* _Try it_
Starting with the first line below, reproduce each line exactly until you have included the one bearing "let category = self".

═══ Records ═══

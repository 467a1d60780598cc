//! Budget service
//!
//! Spending limits per category and their utilisation in the current period.

use chrono::NaiveDate;
use tracing::info;

use crate::config::Settings;
use crate::currency::CurrencyConverter;
use crate::error::{SpendwiseError, SpendwiseResult};
use crate::models::{category_names_match, Budget, BudgetId, BudgetPeriod, Money, PeriodRange};
use crate::storage::Storage;

/// Service for budget management
pub struct BudgetService<'a> {
    storage: &'a Storage,
    converter: CurrencyConverter,
}

/// Input for creating a budget
#[derive(Debug, Clone)]
pub struct CreateBudgetInput {
    pub category: String,
    pub amount: Money,
    pub currency: String,
    pub period: BudgetPeriod,
    pub start_date: NaiveDate,
}

/// Utilisation of a budget in one period
#[derive(Debug, Clone)]
pub struct BudgetStatus {
    pub budget: Budget,
    pub period: PeriodRange,
    /// Net outflow in the budget's currency; refunds reduce it
    pub spent: Money,
    pub remaining: Money,
    pub transaction_count: usize,
}

impl BudgetStatus {
    /// Spent as a percentage of the limit
    pub fn percent_used(&self) -> f64 {
        if !self.budget.amount.is_positive() {
            return 0.0;
        }
        self.spent.cents() as f64 / self.budget.amount.cents() as f64 * 100.0
    }

    pub fn is_over_budget(&self) -> bool {
        self.spent > self.budget.amount
    }

    /// Label of the period, used to key alerts
    pub fn period_key(&self) -> String {
        self.period.to_string()
    }
}

impl<'a> BudgetService<'a> {
    pub fn new(storage: &'a Storage, settings: &Settings) -> Self {
        Self {
            storage,
            converter: CurrencyConverter::new(settings),
        }
    }

    /// Create a budget; one budget per category and period kind
    pub fn create(&self, input: CreateBudgetInput) -> SpendwiseResult<Budget> {
        let category = self
            .storage
            .categories
            .get_category_by_name(&input.category)?
            .ok_or_else(|| SpendwiseError::category_not_found(input.category.clone()))?;

        let existing = self.storage.budgets.find(|b| {
            b.period == input.period && category_names_match(&b.category, &category.name)
        })?;
        if existing.is_some() {
            return Err(SpendwiseError::Duplicate {
                entity_type: "Budget",
                identifier: format!("{} ({})", category.name, input.period),
            });
        }

        // Fail now rather than on every status check
        self.converter.rate(&input.currency)?;

        let budget = Budget::new(
            category.name,
            input.amount,
            input.currency,
            input.period,
            input.start_date,
        );
        budget
            .validate()
            .map_err(|e| SpendwiseError::Validation(e.to_string()))?;

        self.storage.budgets.upsert(budget.clone())?;
        self.storage.budgets.save()?;
        info!(budget = %budget, "created budget");
        Ok(budget)
    }

    pub fn get(&self, id: BudgetId) -> SpendwiseResult<Option<Budget>> {
        self.storage.budgets.get(id)
    }

    /// Find a budget by category label or ID
    ///
    /// A category with several budgets resolves to the first in listing
    /// order.
    pub fn find(&self, identifier: &str) -> SpendwiseResult<Option<Budget>> {
        if let Some(budget) = self
            .storage
            .budgets
            .find(|b| category_names_match(&b.category, identifier))?
        {
            return Ok(Some(budget));
        }
        self.storage.budgets.find(|b| b.id.matches(identifier))
    }

    pub fn require(&self, identifier: &str) -> SpendwiseResult<Budget> {
        self.find(identifier)?
            .ok_or_else(|| SpendwiseError::budget_not_found(identifier))
    }

    pub fn list(&self) -> SpendwiseResult<Vec<Budget>> {
        self.storage.budgets.get_all()
    }

    pub fn set_amount(&self, id: BudgetId, amount: Money) -> SpendwiseResult<Budget> {
        let mut budget = self
            .get(id)?
            .ok_or_else(|| SpendwiseError::budget_not_found(id.to_string()))?;
        budget.set_amount(amount);
        budget
            .validate()
            .map_err(|e| SpendwiseError::Validation(e.to_string()))?;
        self.storage.budgets.upsert(budget.clone())?;
        self.storage.budgets.save()?;
        Ok(budget)
    }

    pub fn delete(&self, id: BudgetId) -> SpendwiseResult<Budget> {
        let budget = self
            .get(id)?
            .ok_or_else(|| SpendwiseError::budget_not_found(id.to_string()))?;
        self.storage.budgets.delete(id)?;
        self.storage.budgets.save()?;
        Ok(budget)
    }

    /// Status of one budget in the period containing `as_of`
    ///
    /// None when the budget has not started yet.
    pub fn status(&self, budget: &Budget, as_of: NaiveDate) -> SpendwiseResult<Option<BudgetStatus>> {
        let Some(period) = budget.current_period(as_of) else {
            return Ok(None);
        };

        let transactions: Vec<_> = self
            .storage
            .transactions
            .get_by_date_range(period.start, period.end)?
            .into_iter()
            .filter(|t| {
                t.category
                    .as_deref()
                    .is_some_and(|c| category_names_match(c, &budget.category))
            })
            .collect();

        let net = self
            .converter
            .sum(transactions.iter().map(|t| (t.amount, t.currency.as_str())))?;
        let rate = self.converter.rate(&budget.currency)?;
        let outflow = -net;
        let spent = if outflow.is_positive() {
            outflow.convert(1.0 / rate)
        } else {
            Money::zero()
        };

        Ok(Some(BudgetStatus {
            remaining: budget.amount - spent,
            spent,
            period,
            transaction_count: transactions.len(),
            budget: budget.clone(),
        }))
    }

    /// Status of every active budget as of a date
    pub fn status_all(&self, as_of: NaiveDate) -> SpendwiseResult<Vec<BudgetStatus>> {
        let mut result = Vec::new();
        for budget in self.list()? {
            if let Some(status) = self.status(&budget, as_of)? {
                result.push(status);
            }
        }
        Ok(result)
    }
}

#[cfg(test)]
mod tests {
    use super::*;
    use crate::config::SpendwisePaths;
    use crate::models::{Categorization, Transaction};
    use crate::storage::initialize_storage;
    use tempfile::TempDir;

    fn create_test_storage() -> (TempDir, Storage) {
        let temp_dir = TempDir::new().unwrap();
        let paths = SpendwisePaths::with_base_dir(temp_dir.path().to_path_buf());
        initialize_storage(&paths).unwrap();
        let mut storage = Storage::new(paths).unwrap();
        storage.load_all().unwrap();
        (temp_dir, storage)
    }

    fn date(m: u32, d: u32) -> NaiveDate {
        NaiveDate::from_ymd_opt(2025, m, d).unwrap()
    }

    fn monthly(category: &str, cents: i64) -> CreateBudgetInput {
        CreateBudgetInput {
            category: category.into(),
            amount: Money::from_cents(cents),
            currency: "USD".into(),
            period: BudgetPeriod::Monthly,
            start_date: date(1, 1),
        }
    }

    fn spend(storage: &Storage, day: NaiveDate, category: &str, cents: i64, currency: &str) {
        let mut txn = Transaction::new(day, "x", Money::from_cents(cents), currency);
        txn.set_category(category, Categorization::manual());
        storage.transactions.upsert(txn).unwrap();
    }

    #[test]
    fn test_create_uses_stored_label() {
        let (_dir, storage) = create_test_storage();
        let service = BudgetService::new(&storage, &Settings::default());

        let budget = service.create(monthly("food dining", 40000)).unwrap();
        assert_eq!(budget.category, "Food & Dining");

        assert!(matches!(
            service.create(monthly("Food & Dining", 1000)),
            Err(SpendwiseError::Duplicate { .. })
        ));
        assert!(service.create(monthly("Yachts", 1000)).unwrap_err().is_not_found());
        assert!(service.create(monthly("Travel", 0)).unwrap_err().is_validation());
    }

    #[test]
    fn test_status_counts_current_period_only() {
        let (_dir, storage) = create_test_storage();
        let mut settings = Settings::default();
        settings.exchange_rates.insert("EUR".into(), 1.5);
        let service = BudgetService::new(&storage, &settings);
        let budget = service.create(monthly("Groceries", 50000)).unwrap();

        spend(&storage, date(3, 2), "Groceries", -20000, "USD");
        spend(&storage, date(3, 20), "groceries", -10000, "EUR");
        spend(&storage, date(3, 21), "Groceries", 2500, "USD");
        spend(&storage, date(2, 27), "Groceries", -99999, "USD");
        spend(&storage, date(3, 5), "Shopping", -5000, "USD");

        let status = service.status(&budget, date(3, 25)).unwrap().unwrap();
        assert_eq!(status.transaction_count, 3);
        assert_eq!(status.spent.cents(), 32500);
        assert_eq!(status.remaining.cents(), 17500);
        assert!((status.percent_used() - 65.0).abs() < 1e-9);
        assert!(!status.is_over_budget());
        assert_eq!(status.period_key(), "2025-03-01..2025-03-31");
    }

    #[test]
    fn test_status_before_start_and_refund_only() {
        let (_dir, storage) = create_test_storage();
        let service = BudgetService::new(&storage, &Settings::default());
        let mut input = monthly("Travel", 10000);
        input.start_date = date(6, 1);
        let budget = service.create(input).unwrap();

        assert!(service.status(&budget, date(5, 31)).unwrap().is_none());

        spend(&storage, date(6, 3), "Travel", 4000, "USD");
        let status = service.status(&budget, date(6, 10)).unwrap().unwrap();
        assert!(status.spent.is_zero());
    }

    #[test]
    fn test_over_budget_and_update() {
        let (_dir, storage) = create_test_storage();
        let service = BudgetService::new(&storage, &Settings::default());
        let budget = service.create(monthly("Shopping", 10000)).unwrap();
        spend(&storage, date(4, 2), "Shopping", -15000, "USD");

        let status = service.status(&budget, date(4, 30)).unwrap().unwrap();
        assert!(status.is_over_budget());
        assert_eq!(status.remaining.cents(), -5000);

        let updated = service.set_amount(budget.id, Money::from_cents(20000)).unwrap();
        assert_eq!(updated.amount.cents(), 20000);
        assert_eq!(service.require("shopping").unwrap().id, budget.id);

        service.delete(budget.id).unwrap();
        assert!(service.list().unwrap().is_empty());
    }
}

═══

* _Reply_
repository 467a1d60780598cc
//! Budget service
//!
//! Spending limits per category and their utilisation in the current period.

use chrono::NaiveDate;
use tracing::info;

use crate::config::Settings;
use crate::currency::CurrencyConverter;
use crate::error::{SpendwiseError, SpendwiseResult};
use crate::models::{category_names_match, Budget, BudgetId, BudgetPeriod, Money, PeriodRange};
use crate::storage::Storage;

/// Service for budget management
pub struct BudgetService<'a> {
    storage: &'a Storage,
    converter: CurrencyConverter,
}

/// Input for creating a budget
#[derive(Debug, Clone)]
pub struct CreateBudgetInput {
    pub category: String,
    pub amount: Money,
    pub currency: String,
    pub period: BudgetPeriod,
    pub start_date: NaiveDate,
}

/// Utilisation of a budget in one period
#[derive(Debug, Clone)]
pub struct BudgetStatus {
    pub budget: Budget,
    pub period: PeriodRange,
    /// Net outflow in the budget's currency; refunds reduce it
    pub spent: Money,
    pub remaining: Money,
    pub transaction_count: usize,
}

impl BudgetStatus {
    /// Spent as a percentage of the limit
    pub fn percent_used(&self) -> f64 {
        if !self.budget.amount.is_positive() {
            return 0.0;
        }
        self.spent.cents() as f64 / self.budget.amount.cents() as f64 * 100.0
    }

    pub fn is_over_budget(&self) -> bool {
        self.spent > self.budget.amount
    }

    /// Label of the period, used to key alerts
    pub fn period_key(&self) -> String {
        self.period.to_string()
    }
}

impl<'a> BudgetService<'a> {
    pub fn new(storage: &'a Storage, settings: &Settings) -> Self {
        Self {
            storage,
            converter: CurrencyConverter::new(settings),
        }
    }

    /// Create a budget; one budget per category and period kind
    pub fn create(&self, input: CreateBudgetInput) -> SpendwiseResult<Budget> {
        let category = self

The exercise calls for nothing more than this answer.